Misi una mano al petto ma gli chiesi comunque il perché di questa uscita.
"Così, me piace ricordarla."
"Ma la patente ce l'hai??"
"UN SALENTINOH VERO HA TRE MACCHINE A CASA. NON SI SPOSTA SENZA. UL SENZA PADRONI!"
Rimisi la mano sul petto e gli chiesi nuovamente il perché.
"Così, me piace ricordarla."
"Vabè meh, fermiamoci un attimo che prendo qualcosa da bere e poi dritti fino la meta.
E ci fermammo in una piccola stazione di servizio.
Il tempo di fare benzina e di prendere qualcosa da mangiare.
Erano circa le sei e mezzo del pomeriggio e mi sembrava di essere invecchiato per quanta stanchezza avevo addosso.
"Sta ba cacu eh!", urlò Massimo.
Gli feci cenno di aver capito mentre continuai a guardarmi intorno.
E attesi, attesi.
"Massimo appostu?"
"Sì sì sì sì sì."
Ci risiamo.
Uscì felice, gli occhi rossi e il tatuaggio sul collo rinvigorito.
"Ah, finalmente. Sì sì sì sì sì."
Sì.
Lo guardai perplesso e pensai ai giorni che scorrevano veloci.
Il tempo non si fermava, scorreva ininterrottamente; qualcosa in me iniziò a cambiare. Che interesse avevo a ritornare nella mia terra? Mi sentii male, però, al sol pensiero. Non era da me, questa malinconia. Io, che amo la mia terra, non era da salentino.
Eppure ero lì, tra le leggere brezze delle auto sull'autostrada.
Tra le esclamazioni compiaciute, incomprensibili di una lingua non mia.

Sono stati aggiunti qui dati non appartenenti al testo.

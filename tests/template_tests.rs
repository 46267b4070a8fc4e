//! Template reconciliation tests
//!
//! Prefabs here record `(root node, applied model)` so tests can check both
//! pool identity (reuse vs. replace) and positional application.

use std::cell::RefCell;
use std::rc::Rc;

use bindery::{Binder, BinderyError, Binding, BindingId, NodeId, Template, Value, View};
use pretty_assertions::assert_eq;
use serde_json::json;

type Log = Rc<RefCell<Vec<(NodeId, Value)>>>;

/// Binder with `row` and `header` prefabs that log what they receive
fn binder_with_log() -> (Binder, Log) {
    let log: Log = Rc::new(RefCell::new(Vec::new()));
    let mut binder = Binder::new();
    for kind in ["row", "header"] {
        let log = Rc::clone(&log);
        binder.prefabs_mut().register(kind, move |scene, host| {
            let root = scene.create_node(kind, Some(host))?;
            let label = scene.create_node("label", Some(root))?;
            let log = Rc::clone(&log);
            scene.add_binding(
                label,
                Binding::custom(move |m: &Value| log.borrow_mut().push((root, m.clone()))),
            )?;
            Ok(root)
        });
    }
    (binder, log)
}

fn template(binder: &Binder, id: BindingId) -> &Template {
    binder
        .scene()
        .binding(id)
        .and_then(Binding::as_template)
        .expect("template binding")
}

fn roots(binder: &Binder, id: BindingId) -> Vec<Option<NodeId>> {
    template(binder, id)
        .pool()
        .iter()
        .map(|entry| entry.as_ref().map(|e| e.node()))
        .collect()
}

fn rows(n: i64) -> Value {
    let items: Vec<serde_json::Value> = (0..n).map(|i| json!({"type": "row", "n": i})).collect();
    json!({ "items": items }).into()
}

#[test]
fn scenario_c_grow_shrink_grow() {
    let (mut binder, log) = binder_with_log();
    let host = binder.scene_mut().create_node("list", None).unwrap();
    let id = binder
        .scene_mut()
        .add_binding(host, Template::new("items", "type"))
        .unwrap();

    binder.apply(id, &rows(0)).unwrap();
    assert!(template(&binder, id).pool().is_empty());
    assert!(log.borrow().is_empty());

    binder.apply(id, &rows(3)).unwrap();
    let first = roots(&binder, id);
    assert_eq!(first.len(), 3);
    assert!(first.iter().all(Option::is_some));

    binder.apply(id, &rows(1)).unwrap();
    assert_eq!(roots(&binder, id), vec![first[0]]);
    assert!(!binder.scene().contains(first[1].unwrap()));
    assert!(!binder.scene().contains(first[2].unwrap()));

    log.borrow_mut().clear();
    binder.apply(id, &rows(4)).unwrap();
    let last = roots(&binder, id);
    assert_eq!(last.len(), 4);
    assert_eq!(last[0], first[0]);
    assert_eq!(binder.scene().node(host).unwrap().children().len(), 4);

    let applied: Vec<Value> = log.borrow().iter().map(|(_, m)| m.clone()).collect();
    let expected: Vec<Value> = (0..4)
        .map(|i| Value::from(json!({"type": "row", "n": i})))
        .collect();
    assert_eq!(applied, expected);
    let applied_roots: Vec<Option<NodeId>> = log.borrow().iter().map(|(r, _)| Some(*r)).collect();
    assert_eq!(applied_roots, last);
}

#[test]
fn kind_mismatch_replaces_only_that_slot() {
    let (mut binder, _log) = binder_with_log();
    let host = binder.scene_mut().create_node("list", None).unwrap();
    let id = binder
        .scene_mut()
        .add_binding(host, Template::new("items", "type"))
        .unwrap();

    binder.apply(id, &rows(2)).unwrap();
    let before = roots(&binder, id);

    let mixed: Value = json!({"items": [{"type": "header"}, {"type": "row"}]}).into();
    binder.apply(id, &mixed).unwrap();
    let after = roots(&binder, id);

    assert_ne!(after[0], before[0]);
    assert_eq!(after[1], before[1]);
    assert_eq!(template(&binder, id).pool()[0].as_ref().unwrap().kind(), "header");
}

#[test]
fn reorder_reuses_positionally() {
    let (mut binder, log) = binder_with_log();
    let host = binder.scene_mut().create_node("list", None).unwrap();
    let id = binder
        .scene_mut()
        .add_binding(host, Template::fixed("items", "row"))
        .unwrap();

    binder.apply(id, &json!({"items": ["a", "b"]}).into()).unwrap();
    let before = roots(&binder, id);
    log.borrow_mut().clear();

    binder.apply(id, &json!({"items": ["b", "a"]}).into()).unwrap();
    assert_eq!(roots(&binder, id), before);
    let first = log.borrow()[0].clone();
    assert_eq!(first, (before[0].unwrap(), Value::from("b")));
}

#[test]
fn missing_kind_leaves_hole_without_applying() {
    let (mut binder, log) = binder_with_log();
    let host = binder.scene_mut().create_node("list", None).unwrap();
    let id = binder
        .scene_mut()
        .add_binding(host, Template::new("items", "type"))
        .unwrap();

    let model: Value = json!({"items": [{"type": "row"}, {"type": null}, {"type": "ghost"}]}).into();
    binder.apply(id, &model).unwrap();

    let pool = roots(&binder, id);
    assert!(pool[0].is_some());
    assert!(pool[1].is_none() && pool[2].is_none());
    assert_eq!(log.borrow().len(), 1);

    // A hole fills in once its kind shows up
    let model: Value = json!({"items": [{"type": "row"}, {"type": "row"}]}).into();
    binder.apply(id, &model).unwrap();
    assert!(roots(&binder, id).iter().all(Option::is_some));
}

#[test]
fn scalar_selection_makes_one_child() {
    let (mut binder, log) = binder_with_log();
    let host = binder.scene_mut().create_node("title", None).unwrap();
    let id = binder
        .scene_mut()
        .add_binding(host, Template::fixed("title", "header"))
        .unwrap();

    binder.apply(id, &json!({"title": "Inbox"}).into()).unwrap();
    assert_eq!(template(&binder, id).len(), 1);
    assert_eq!(log.borrow()[0].1, Value::from("Inbox"));
}

#[test]
fn template_inside_view_is_reached_and_narrowed() {
    let (mut binder, log) = binder_with_log();
    let scene = binder.scene_mut();
    let root = scene.create_node("root", None).unwrap();
    let list = scene.create_node("list", Some(root)).unwrap();
    let root_view = scene.add_binding(root, View::narrowed("page")).unwrap();
    let id = scene
        .add_binding(list, Template::fixed("items", "row").with_selector("inbox"))
        .unwrap();

    assert_eq!(binder.scene().scope(root_view), [id]);
    let model: Value = json!({"page": {"inbox": {"items": [1, 2]}}}).into();
    binder.apply(root_view, &model).unwrap();

    let applied: Vec<Value> = log.borrow().iter().map(|(_, m)| m.clone()).collect();
    assert_eq!(applied, vec![Value::Int(1), Value::Int(2)]);
    assert_eq!(template(&binder, id).view().scope().len(), 2);
}

#[test]
fn prefab_errors_do_not_stop_other_slots() {
    let (mut binder, log) = binder_with_log();
    binder
        .prefabs_mut()
        .register("broken", |_scene, _host| {
            Err(BinderyError::UnknownKind {
                kind: "nested".into(),
            })
        });
    let host = binder.scene_mut().create_node("list", None).unwrap();
    let id = binder
        .scene_mut()
        .add_binding(host, Template::new("items", "type"))
        .unwrap();

    let model: Value = json!({"items": [{"type": "broken"}, {"type": "row"}]}).into();
    binder.apply(id, &model).unwrap();
    assert_eq!(roots(&binder, id)[0], None);
    assert_eq!(log.borrow().len(), 1);
}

Tra il sole morente alle spalle della stazione di servizio; una palla fluttuante, arancione, come di quelle mai viste.
Un contrasto tra la natura verace e l'artificio.
Un…
"Beh? Se sta face notteh! Te sbrighi??"
"Sì, arrivo…"
E andai lanciando uno sguardo a quei puntini luminosi, lontani.

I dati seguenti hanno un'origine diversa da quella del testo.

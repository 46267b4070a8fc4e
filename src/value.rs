//! Binding values: Model, Sequence, primitives and structural objects
//!
//! A [`Value`] is what selectors walk and bindings consume. Models and
//! sequences are owned containers mutated in place; structural objects are
//! shared handles (see [`ObjectRef`]).
//!
//! Decoding from persisted text is delegated to serde: `serde_json` for JSON,
//! `serde_yaml` for YAML (deserialized straight into `serde_json::Value`).

use std::fmt;
use std::sync::Arc;

use rustc_hash::FxHashMap;

use crate::error::BinderyError;
use crate::object::{ObjectRef, ObjectType};

/// A dynamic binding value
#[derive(Debug, Clone, Default, PartialEq)]
pub enum Value {
    #[default]
    Null,
    Bool(bool),
    Int(i64),
    Float(f64),
    String(String),
    Model(Model),
    Sequence(Sequence),
    Object(ObjectRef),
}

impl Value {
    pub fn is_null(&self) -> bool {
        matches!(self, Value::Null)
    }

    pub fn as_str(&self) -> Option<&str> {
        match self {
            Value::String(s) => Some(s),
            _ => None,
        }
    }

    pub fn as_i64(&self) -> Option<i64> {
        match self {
            Value::Int(i) => Some(*i),
            _ => None,
        }
    }

    pub fn as_f64(&self) -> Option<f64> {
        match self {
            Value::Float(f) => Some(*f),
            Value::Int(i) => Some(*i as f64),
            _ => None,
        }
    }

    pub fn as_bool(&self) -> Option<bool> {
        match self {
            Value::Bool(b) => Some(*b),
            _ => None,
        }
    }

    pub fn as_model(&self) -> Option<&Model> {
        match self {
            Value::Model(m) => Some(m),
            _ => None,
        }
    }

    pub fn as_sequence(&self) -> Option<&Sequence> {
        match self {
            Value::Sequence(s) => Some(s),
            _ => None,
        }
    }

    pub fn as_object(&self) -> Option<&ObjectRef> {
        match self {
            Value::Object(o) => Some(o),
            _ => None,
        }
    }

    /// Runtime type of this value (`Null` reports `Any`)
    pub fn value_type(&self) -> ValueType {
        match self {
            Value::Null => ValueType::Any,
            Value::Bool(_) => ValueType::Bool,
            Value::Int(_) => ValueType::Int,
            Value::Float(_) => ValueType::Float,
            Value::String(_) => ValueType::String,
            Value::Model(_) => ValueType::Model,
            Value::Sequence(_) => ValueType::Sequence,
            Value::Object(o) => ValueType::Object(o.object_type()),
        }
    }

    /// Truthiness used by toggling bindings
    pub fn is_truthy(&self) -> bool {
        match self {
            Value::Null => false,
            Value::Bool(b) => *b,
            Value::Int(i) => *i != 0,
            Value::Float(f) => *f != 0.0,
            Value::String(s) => !s.is_empty(),
            Value::Model(m) => !m.is_empty(),
            Value::Sequence(s) => !s.is_empty(),
            Value::Object(_) => true,
        }
    }

    /// Turn a resolved value into a template kind key.
    ///
    /// Null, empty strings and containers have no kind.
    pub fn kind_key(&self) -> Option<String> {
        match self {
            Value::String(s) if !s.is_empty() => Some(s.clone()),
            Value::Int(i) => Some(i.to_string()),
            Value::Float(f) => Some(f.to_string()),
            Value::Bool(b) => Some(b.to_string()),
            _ => None,
        }
    }

    /// Decode a JSON document
    pub fn from_json_str(text: &str) -> Result<Self, BinderyError> {
        let json: serde_json::Value = serde_json::from_str(text)?;
        Ok(json.into())
    }

    /// Decode a YAML document
    pub fn from_yaml_str(text: &str) -> Result<Self, BinderyError> {
        let json: serde_json::Value = serde_yaml::from_str(text)?;
        Ok(json.into())
    }

    /// Encode as JSON (objects encode their readable members; a cycle back
    /// to an enclosing object encodes as `null`)
    pub fn to_json(&self) -> serde_json::Value {
        self.to_json_with(&mut Vec::new())
    }

    pub(crate) fn to_json_with(&self, open: &mut Vec<*const ()>) -> serde_json::Value {
        match self {
            Value::Null => serde_json::Value::Null,
            Value::Bool(b) => serde_json::Value::Bool(*b),
            Value::Int(i) => serde_json::Value::from(*i),
            Value::Float(f) => serde_json::Number::from_f64(*f)
                .map(serde_json::Value::Number)
                .unwrap_or(serde_json::Value::Null),
            Value::String(s) => serde_json::Value::String(s.clone()),
            Value::Model(m) => {
                // Sorted for stable output
                let mut entries: Vec<_> = m.iter().collect();
                entries.sort_by(|a, b| a.0.cmp(b.0));
                serde_json::Value::Object(
                    entries
                        .into_iter()
                        .map(|(k, v)| (k.clone(), v.to_json_with(open)))
                        .collect(),
                )
            }
            Value::Sequence(s) => {
                serde_json::Value::Array(s.iter().map(|v| v.to_json_with(open)).collect())
            }
            Value::Object(o) => o.to_json_with(open),
        }
    }
}

impl From<serde_json::Value> for Value {
    fn from(json: serde_json::Value) -> Self {
        match json {
            serde_json::Value::Null => Value::Null,
            serde_json::Value::Bool(b) => Value::Bool(b),
            serde_json::Value::Number(n) => match n.as_i64() {
                Some(i) => Value::Int(i),
                None => Value::Float(n.as_f64().unwrap_or(0.0)),
            },
            serde_json::Value::String(s) => Value::String(s),
            serde_json::Value::Array(items) => {
                Value::Sequence(items.into_iter().map(Value::from).collect())
            }
            serde_json::Value::Object(map) => {
                Value::Model(map.into_iter().map(|(k, v)| (k, Value::from(v))).collect())
            }
        }
    }
}

impl From<bool> for Value {
    fn from(b: bool) -> Self {
        Value::Bool(b)
    }
}

impl From<i64> for Value {
    fn from(i: i64) -> Self {
        Value::Int(i)
    }
}

impl From<i32> for Value {
    fn from(i: i32) -> Self {
        Value::Int(i64::from(i))
    }
}

impl From<f64> for Value {
    fn from(f: f64) -> Self {
        Value::Float(f)
    }
}

impl From<&str> for Value {
    fn from(s: &str) -> Self {
        Value::String(s.to_string())
    }
}

impl From<String> for Value {
    fn from(s: String) -> Self {
        Value::String(s)
    }
}

impl From<Model> for Value {
    fn from(m: Model) -> Self {
        Value::Model(m)
    }
}

impl From<Sequence> for Value {
    fn from(s: Sequence) -> Self {
        Value::Sequence(s)
    }
}

impl From<ObjectRef> for Value {
    fn from(o: ObjectRef) -> Self {
        Value::Object(o)
    }
}

impl fmt::Display for Value {
    fn fmt(&self, f: &mut fmt::Formatter<'_>) -> fmt::Result {
        match self {
            Value::String(s) => f.write_str(s),
            other => write!(f, "{}", other.to_json()),
        }
    }
}

// ─────────────────────────────────────────────────────────────
// Model
// ─────────────────────────────────────────────────────────────

/// String-keyed mapping; an absent key reads as `Null`
///
/// Uses FxHashMap for faster hashing on small string keys.
#[derive(Debug, Clone, Default, PartialEq)]
pub struct Model {
    entries: FxHashMap<String, Value>,
}

impl Model {
    pub fn new() -> Self {
        Self::default()
    }

    pub fn get(&self, key: &str) -> Option<&Value> {
        self.entries.get(key)
    }

    pub fn get_mut(&mut self, key: &str) -> Option<&mut Value> {
        self.entries.get_mut(key)
    }

    /// Upsert, returning the previous value
    pub fn insert(&mut self, key: impl Into<String>, value: impl Into<Value>) -> Option<Value> {
        self.entries.insert(key.into(), value.into())
    }

    pub fn remove(&mut self, key: &str) -> Option<Value> {
        self.entries.remove(key)
    }

    pub fn contains_key(&self, key: &str) -> bool {
        self.entries.contains_key(key)
    }

    pub fn len(&self) -> usize {
        self.entries.len()
    }

    pub fn is_empty(&self) -> bool {
        self.entries.is_empty()
    }

    pub fn iter(&self) -> impl Iterator<Item = (&String, &Value)> {
        self.entries.iter()
    }
}

impl<K: Into<String>> FromIterator<(K, Value)> for Model {
    fn from_iter<I: IntoIterator<Item = (K, Value)>>(iter: I) -> Self {
        Self {
            entries: iter.into_iter().map(|(k, v)| (k.into(), v)).collect(),
        }
    }
}

// ─────────────────────────────────────────────────────────────
// Sequence
// ─────────────────────────────────────────────────────────────

/// Dense, 0-indexed list; out-of-range access is "not found"
#[derive(Debug, Clone, Default, PartialEq)]
pub struct Sequence {
    items: Vec<Value>,
}

impl Sequence {
    pub fn new() -> Self {
        Self::default()
    }

    pub fn get(&self, index: usize) -> Option<&Value> {
        self.items.get(index)
    }

    pub fn get_mut(&mut self, index: usize) -> Option<&mut Value> {
        self.items.get_mut(index)
    }

    pub fn push(&mut self, value: impl Into<Value>) {
        self.items.push(value.into());
    }

    pub fn len(&self) -> usize {
        self.items.len()
    }

    pub fn is_empty(&self) -> bool {
        self.items.is_empty()
    }

    pub fn iter(&self) -> std::slice::Iter<'_, Value> {
        self.items.iter()
    }

    pub fn into_vec(self) -> Vec<Value> {
        self.items
    }
}

impl From<Vec<Value>> for Sequence {
    fn from(items: Vec<Value>) -> Self {
        Self { items }
    }
}

impl FromIterator<Value> for Sequence {
    fn from_iter<I: IntoIterator<Item = Value>>(iter: I) -> Self {
        Self {
            items: iter.into_iter().collect(),
        }
    }
}

// ─────────────────────────────────────────────────────────────
// ValueType
// ─────────────────────────────────────────────────────────────

/// Declared type of a structural member, used as a coercion target
#[derive(Debug, Clone)]
pub enum ValueType {
    Any,
    Bool,
    Int,
    Float,
    String,
    Model,
    Sequence,
    Object(Arc<ObjectType>),
}

impl ValueType {
    /// Value-kinds have a non-null zero value
    pub fn is_value_kind(&self) -> bool {
        matches!(self, ValueType::Bool | ValueType::Int | ValueType::Float)
    }

    /// `false`, `0` or `0.0` for value-kinds, `Null` otherwise
    pub fn zero_value(&self) -> Value {
        match self {
            ValueType::Bool => Value::Bool(false),
            ValueType::Int => Value::Int(0),
            ValueType::Float => Value::Float(0.0),
            _ => Value::Null,
        }
    }

    /// Whether `value`'s runtime type already satisfies this type
    pub fn accepts(&self, value: &Value) -> bool {
        match (self, value) {
            (_, Value::Null) => false,
            (ValueType::Any, _) => true,
            (ValueType::Bool, Value::Bool(_))
            | (ValueType::Int, Value::Int(_))
            | (ValueType::Float, Value::Float(_))
            | (ValueType::String, Value::String(_))
            | (ValueType::Model, Value::Model(_))
            | (ValueType::Sequence, Value::Sequence(_)) => true,
            (ValueType::Object(ty), Value::Object(o)) => {
                let actual = o.object_type();
                Arc::ptr_eq(ty, &actual) || ty.name() == actual.name()
            }
            _ => false,
        }
    }
}

impl PartialEq for ValueType {
    fn eq(&self, other: &Self) -> bool {
        match (self, other) {
            (ValueType::Object(a), ValueType::Object(b)) => {
                Arc::ptr_eq(a, b) || a.name() == b.name()
            }
            _ => std::mem::discriminant(self) == std::mem::discriminant(other),
        }
    }
}

impl fmt::Display for ValueType {
    fn fmt(&self, f: &mut fmt::Formatter<'_>) -> fmt::Result {
        match self {
            ValueType::Any => f.write_str("any"),
            ValueType::Bool => f.write_str("bool"),
            ValueType::Int => f.write_str("int"),
            ValueType::Float => f.write_str("float"),
            ValueType::String => f.write_str("string"),
            ValueType::Model => f.write_str("model"),
            ValueType::Sequence => f.write_str("sequence"),
            ValueType::Object(ty) => f.write_str(ty.name()),
        }
    }
}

Di fronte sulla grande autostrada.
Ma andai via da quell'intermezzo, lasciando un briciolo di ansie e paure.
Per un ritorno che lentamente diventava indesiderato.
Qualche ora prima di partire per gli USA.
Marco mo che parti non dimenticarti di me. Fatti sentire sempre. Sempre. Sempreeee.
Ok Marti, ma vedi che non è facile. Devo fare abbonamenti, schede telefoniche ecc…
Non me ne frega niente: fatti sentire.
Qualche ora prima di arrivare a Los Angeles.
Marti?
Di nuovo mi chiami??
Ma se mi hai detto di farmi sentire sempre.
Sì, vabbè ma mica sempre sempre eh. La Ludo mica si sente con l'Andrea ogni secondo!
Ma se abitano insieme!
E che c'entra! Intanto non si sentono e si asfissiano!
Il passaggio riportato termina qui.